"Steps have to be taken"

Why the Dutch aren't growing cannabis themselves

Ever since Kees Valstar sold his shares in the Best Fresh Group, he’s been working on, among other things, marketing fibre hemp for Healthy Plant Products. “The Netherlands has as much as 2,000 hectares of outdoor fibre hemp. Car doors and dashboards are made of this, among other products, but the ingredient Cannabidiol (CBD) is extracted from the hemp plant’s leaves and flowers, and used as a dietary supplement. I don’t understand why the positive characteristics of the hemp plant are neglected, while they have so much to offer. A completely different world has opened up to us.”
 



Position Paper
Valstar is now orienting itself on the production of medicinal weed. To that end, they have started working with John Harting, manager of tomato nursery Harting Holland, and Bram van Marrewijk, founder of consultancy AAB. The Dutch men have drawn up a so-called 'position paper' (Link to Dutch article) to get political exemption to start growing medicinal cannabis on a relatively small but professional scale. “In other countries, led by Canada and the US, horticultural entrepreneurs are investing considerably in the production of medicinal weed. The Dutch greenhouse builders and suppliers are working on it. Our country has the knowledge, but steps have to be taken, and that starts with the government!”


Canada and Germany
“We took the initiative to research if the production of medicinal cannabis is feasible. We haven’t quite figured out how to do this yet,” Kees says. He’s come up against obstructions from the authorities. “In the Netherlands, the situation is such that if you obtain an exemption, you have to sell your production to the government. We don’t believe in this, because it turns the government into a commercial party.
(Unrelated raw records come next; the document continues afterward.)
//! Session management for the Telegram client
//!
//! Provides:
//! - File-based session locking to prevent parallel runs over one session
//! - Client creation from a SQLite session file
//! - Sign-in for unauthorized sessions (login code or bot token)

use std::fs::{File, OpenOptions};
use std::io::{self, BufRead, Write};
use std::path::{Path, PathBuf};
use std::sync::Arc;

use fs2::FileExt;
use grammers_client::client::updates::UpdatesLike;
use grammers_client::Client;
use grammers_mtsender::{SenderPool, SenderPoolHandle};
use grammers_session::storages::SqliteSession;
use tokio::sync::mpsc;
use tracing::info;

use crate::config::{AuthMethod, Config};
use crate::error::{Error, Result};

/// Session lock guard that ensures exclusive access to the Telegram session.
///
/// Telegram requires sequential use of a session; two processes sharing one
/// session file conflict and can invalidate it.
pub struct SessionLock {
    lock_file: Option<File>,
    lock_path: PathBuf,
}

impl SessionLock {
    /// Acquire an exclusive lock at the given path.
    pub fn acquire(lock_path: impl AsRef<Path>) -> Result<Self> {
        let lock_path = lock_path.as_ref().to_path_buf();
        let lock_file = OpenOptions::new()
            .write(true)
            .create(true)
            .truncate(true)
            .open(&lock_path)
            .map_err(|e| Error::LockError(format!("Failed to open lock file: {}", e)))?;

        match lock_file.try_lock_exclusive() {
            Ok(()) => Ok(Self {
                lock_file: Some(lock_file),
                lock_path,
            }),
            Err(_) => Err(Error::SessionLocked),
        }
    }

    /// Release the lock manually
    pub fn release(&mut self) {
        if let Some(ref file) = self.lock_file {
            let _ = file.unlock();
        }
        self.lock_file = None;
        let _ = std::fs::remove_file(&self.lock_path);
    }
}

impl Drop for SessionLock {
    fn drop(&mut self) {
        self.release();
    }
}

/// Holder for SenderPool components and the Client
pub struct TelegramClient {
    pub client: Client,
    handle: SenderPoolHandle,
    _session: Arc<SqliteSession>,
    // Kept alive so the runner does not see a closed updates channel;
    // this tool never consumes updates.
    _updates: mpsc::UnboundedReceiver<UpdatesLike>,
    runner_handle: tokio::task::JoinHandle<()>,
}

impl TelegramClient {
    /// Open the session file and connect. The session file is created when
    /// it does not exist yet; authorization is a separate step.
    pub async fn connect(config: &Config) -> Result<Self> {
        let session = SqliteSession::open(&config.session_file())
            .map_err(|e| Error::SessionError(format!("Failed to open session file: {}", e)))?;
        let session = Arc::new(session);

        let pool = SenderPool::new(session.clone(), config.api_id);
        let client = Client::new(&pool);

        let SenderPool {
            runner,
            updates,
            handle,
        } = pool;

        let runner_handle = tokio::spawn(async move {
            runner.run().await;
        });

        info!(session = %config.session_file(), "connected to Telegram");

        Ok(Self {
            client,
            handle,
            _session: session,
            _updates: updates,
            runner_handle,
        })
    }

    /// Make sure the session is signed in, using --phone-or-token when the
    /// stored session is not yet authorized.
    pub async fn ensure_authorized(&self, config: &Config) -> Result<()> {
        if self
            .client
            .is_authorized()
            .await
            .map_err(|e| Error::TelegramError(format!("Authorization check failed: {}", e)))?
        {
            return Ok(());
        }

        match config.auth_method() {
            AuthMethod::BotToken(token) => {
                self.client
                    .bot_sign_in(token, &config.api_hash)
                    .await
                    .map_err(|e| Error::TelegramError(format!("Bot sign-in failed: {}", e)))?;
                info!("signed in with bot token");
            }
            AuthMethod::Phone(phone) => {
                let token = self
                    .client
                    .request_login_code(phone, &config.api_hash)
                    .await
                    .map_err(|e| {
                        Error::TelegramError(format!("Failed to request login code: {}", e))
                    })?;

                let code = prompt_login_code(phone)?;

                self.client
                    .sign_in(&token, &code)
                    .await
                    .map_err(|e| Error::TelegramError(format!("Sign-in failed: {}", e)))?;
                info!(phone = %phone, "signed in with login code");
            }
            AuthMethod::SessionOnly => return Err(Error::AuthorizationRequired),
        }

        Ok(())
    }

    /// Shut the sender pool down and wait for its runner task.
    pub async fn disconnect(self) {
        self.handle.quit();
        let _ = self.runner_handle.await;
    }
}

/// The single error edge of a run: a step that failed after connecting
/// still gets its best-effort disconnect before the error surfaces.
///
/// Takes the disconnect as a future so the edge is exercisable without a
/// live client; callers pass `client.disconnect()`.
pub async fn fail_after_disconnect<E>(err: E, disconnect: impl std::future::Future<Output = ()>) -> E {
    disconnect.await;
    err
}

// Allow using TelegramClient wherever a &Client is expected
impl std::ops::Deref for TelegramClient {
    type Target = Client;

    fn deref(&self) -> &Self::Target {
        &self.client
    }
}

/// Ask for the login code Telegram just sent. The prompt goes to stderr so
/// stdout stays reserved for the JSON result.
fn prompt_login_code(phone: &str) -> Result<String> {
    eprint!("Enter the login code sent to {}: ", phone);
    io::stderr().flush()?;

    let mut code = String::new();
    io::stdin().lock().read_line(&mut code)?;
    let code = code.trim().to_string();

    if code.is_empty() {
        return Err(Error::InvalidArgument("empty login code".to_string()));
    }
    Ok(code)
}
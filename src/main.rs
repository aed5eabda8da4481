//! hkeyexec CLI entry point
//!
//! Parses arguments and dispatches through `cli::run`, which writes the
//! error envelope to stdout. The error is repeated on stderr and the
//! process exits non-zero.

use hkeyexec::cli;

fn main() {
    if let Err(e) = cli::run() {
        eprintln!("{}", e);
        std::process::exit(1);
    }
}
We think the government should set the rules, and then function as a kind of referee to make sure the rules are followed. Canada, for example, does it like this, and the rules in Germany are also being changed. A ban on cannabis is just as short-sighted as banning mushrooms because they might be magic mushrooms.”
 
Small scale in Groningen
“In Groningen, in the north of the Netherlands, there’s a grower of medicinal weed, but this is very small-scale, about 2,000 kilograms per year. We believe there are more chances for a larger scale, professional production. The production of medicinal cannabis is interesting for the Westland, but also for the Netherlands. If we can manage to professionalise production and processing of the product, I’m convinced we can considerably reduce the cost of our health care. We have the knowledge, and because of that, we have a chance to become leading in this industry. We always pretend the Westland is the green pharmacy of Europe. Because of this, we have the opportunity to make the transformation from chemical to green pharmacy,” Kees concludes.
 
Enormous opportunity
“In the Netherlands, we have all of the horticultural knowledge to conquer the world with the production of medicinal cannabis. It’s such a shame that we only bring our technology for these applications abroad,” says Meiny Prins, CEO of Priva, in the paper mentioned above. Initiator John Harting confirms this in that same paper: “The current grower is ready for the production of new crops. We’re missing an enormous opportunity if we don’t offer them the space to also grow cannabis. It’s happening either way. They’re working on it in Canada and the US, but I’ve also seen growers in countries such as the UK, Denmark and Spain preparing for it. As soon as a crop has potential, it can become an enormous success thanks to the Dutch horticultural sector. Twenty years ago, hardly anyone had heard of the Phalaenopsis, or moth orchid, and now it’s one of the biggest successes of our national horticultural sector in the Netherlands, Europe and the rest of the world.”